§ DATA EXTRACTS
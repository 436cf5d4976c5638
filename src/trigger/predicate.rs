//! Trigger predicates.
//!
//! All comparisons run on `Decimal` prices with a one-basis-point band
//! anchored on the trigger price (`s = trigger / 10000`), so a given order
//! has a fixed band regardless of where the market currently prints.
//! Liquidation is band-less: exact-or-past only.

use rust_decimal::Decimal;

use crate::chain::types::LimitOrderKind;

const BAND_DIVISOR: Decimal = Decimal::from_parts(10_000, 0, 0, false, 0);

/// One-basis-point band around a trigger price
pub fn slippage_band(trigger: Decimal) -> Decimal {
    trigger / BAND_DIVISOR
}

/// A resting open order is triggerable when the market prints inside the
/// band on the trigger's far side. Plain limits fill on the market coming
/// toward the order, stop-limits on the market going through it.
pub fn open_order_triggerable(
    kind: LimitOrderKind,
    buy: bool,
    current: Decimal,
    trigger: Decimal,
) -> bool {
    let s = slippage_band(trigger);
    match (kind, buy) {
        (LimitOrderKind::Limit, true) => current <= trigger && current >= trigger - s,
        (LimitOrderKind::Limit, false) => current >= trigger && current <= trigger + s,
        (LimitOrderKind::StopLimit, true) => current >= trigger && current <= trigger + s,
        (LimitOrderKind::StopLimit, false) => current <= trigger && current >= trigger - s,
    }
}

/// Take-profit fires when the market reaches the target from the profitable
/// side, within the band.
pub fn take_profit_triggerable(buy: bool, current: Decimal, tp: Decimal) -> bool {
    if tp <= Decimal::ZERO {
        return false;
    }
    let s = slippage_band(tp);
    if buy {
        current >= tp && current <= tp + s
    } else {
        current <= tp && current >= tp - s
    }
}

/// Stop-loss mirrors take-profit on the losing side. An `sl` of exactly
/// zero encodes "no stop".
pub fn stop_loss_triggerable(buy: bool, current: Decimal, sl: Decimal) -> bool {
    if sl <= Decimal::ZERO {
        return false;
    }
    let s = slippage_band(sl);
    if buy {
        current <= sl && current >= sl - s
    } else {
        current >= sl && current <= sl + s
    }
}

/// Liquidation must be exact-or-past; no tolerance band.
pub fn liquidation_triggerable(buy: bool, current: Decimal, liquidation: Decimal) -> bool {
    if buy {
        current <= liquidation
    } else {
        current >= liquidation
    }
}

/// Liquidation price from the open price and leverage: the position is
/// closed when the move against it consumes 90% of the margin.
pub fn liquidation_price(open_price: Decimal, buy: bool, leverage: u32) -> Decimal {
    if leverage == 0 {
        return Decimal::ZERO;
    }
    let distance = open_price * Decimal::new(9, 1) / Decimal::from(leverage);
    if buy {
        open_price - distance
    } else {
        open_price + distance
    }
}
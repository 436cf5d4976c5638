//! Trigger keepers: predicates and the matching/submission engine.

pub mod engine;
pub mod predicate;

pub use engine::{TriggerEngine, TriggerMode, TriggerOrder};
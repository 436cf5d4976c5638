//! The on-chain RPC surface the synchronizer and keepers consume.
//!
//! One `ExchangeRpc` handle bundles the contract set of a single collateral
//! stack (storage, trading, callbacks, borrowing fees, aggregator) against
//! one provider. The concrete implementation lives in `chain::contracts`;
//! tests run against `mockall` mocks of these traits.

use async_trait::async_trait;
use ethers::types::{Address, Bytes, H256};
use rust_decimal::Decimal;
use std::collections::BTreeMap;
use tokio::sync::mpsc;

use crate::chain::types::{
    BorrowingGroup, BorrowingPair, ChainEvent, CollateralInfo, InitialAccFees, OiWindow,
    OiWindowSettings, PairDepth, PairInfo, PairOpenInterest, RawLimitOrder, RawTrade,
    RawTradeInfo, TriggerParams,
};
use crate::error::Result;

#[cfg_attr(test, mockall::automock)]
#[async_trait]
pub trait ExchangeRpc: Send + Sync {
    /// Collateral index this handle serves
    fn collateral(&self) -> u8;

    // Pair metadata
    async fn pair_count(&self) -> Result<u32>;
    async fn pair(&self, pair_index: u32) -> Result<PairInfo>;
    async fn pair_depth(&self, pair_index: u32) -> Result<PairDepth>;
    async fn pair_max_leverage(&self, pair_index: u32) -> Result<u32>;

    // Open interest and borrowing fees
    async fn open_interest(&self, pair_index: u32) -> Result<PairOpenInterest>;
    async fn borrowing_pair(&self, pair_index: u32) -> Result<BorrowingPair>;
    async fn borrowing_group(&self, group_index: u32) -> Result<BorrowingGroup>;
    async fn borrowing_group_count(&self) -> Result<u32>;

    // Rolling OI windows
    async fn oi_window_settings(&self) -> Result<OiWindowSettings>;
    async fn active_oi_windows(
        &self,
        pair_index: u32,
        from_id: u64,
        to_id: u64,
    ) -> Result<BTreeMap<u64, OiWindow>>;

    // Collateral facts
    async fn collateral_info(&self) -> Result<CollateralInfo>;
    async fn collateral_price_usd(&self) -> Result<Decimal>;

    // Trade and limit-order storage reads
    async fn open_trade(
        &self,
        trader: Address,
        pair_index: u32,
        position_index: u32,
    ) -> Result<Option<RawTrade>>;
    async fn open_trade_info(
        &self,
        trader: Address,
        pair_index: u32,
        position_index: u32,
    ) -> Result<RawTradeInfo>;
    async fn initial_acc_fees(
        &self,
        trader: Address,
        pair_index: u32,
        position_index: u32,
    ) -> Result<InitialAccFees>;
    async fn open_limit_order(
        &self,
        trader: Address,
        pair_index: u32,
        position_index: u32,
    ) -> Result<Option<RawLimitOrder>>;

    // Existence guards used by keepers right before submission
    async fn has_open_limit_order(
        &self,
        trader: Address,
        pair_index: u32,
        position_index: u32,
    ) -> Result<bool>;
    async fn has_open_trade(
        &self,
        trader: Address,
        pair_index: u32,
        position_index: u32,
    ) -> Result<bool>;

    /// Submit a trigger transaction. Returns the transaction hash.
    async fn trigger_order(&self, params: TriggerParams, proof: Bytes) -> Result<H256>;
}

/// Push-based event feed for one collateral stack.
#[cfg_attr(test, mockall::automock)]
#[async_trait]
pub trait EventSource: Send + Sync {
    /// Open the contract event subscriptions and return the decoded stream.
    /// The receiver ends when the underlying subscription drops; callers
    /// re-subscribe through the provider failover path.
    async fn subscribe(&self) -> Result<mpsc::Receiver<ChainEvent>>;
}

§ PROBLEM TO WORK ON
Everything from the line with "filename src/trigger/predicate.rs" through the line with "prints inside the" should be written out exactly as it appears above, end lines included, and nothing outside that range.

§ SOLUTION TO THIS EXERCISE
filename src/trigger/predicate.rs
//! Trigger predicates.
//!
//! All comparisons run on `Decimal` prices with a one-basis-point band
//! anchored on the trigger price (`s = trigger / 10000`), so a given order
//! has a fixed band regardless of where the market currently prints.
//! Liquidation is band-less: exact-or-past only.

use rust_decimal::Decimal;

use crate::chain::types::LimitOrderKind;

const BAND_DIVISOR: Decimal = Decimal::from_parts(10_000, 0, 0, false, 0);

/// One-basis-point band around a trigger price
pub fn slippage_band(trigger: Decimal) -> Decimal {
    trigger / BAND_DIVISOR
}

/// A resting open order is triggerable when the market prints inside the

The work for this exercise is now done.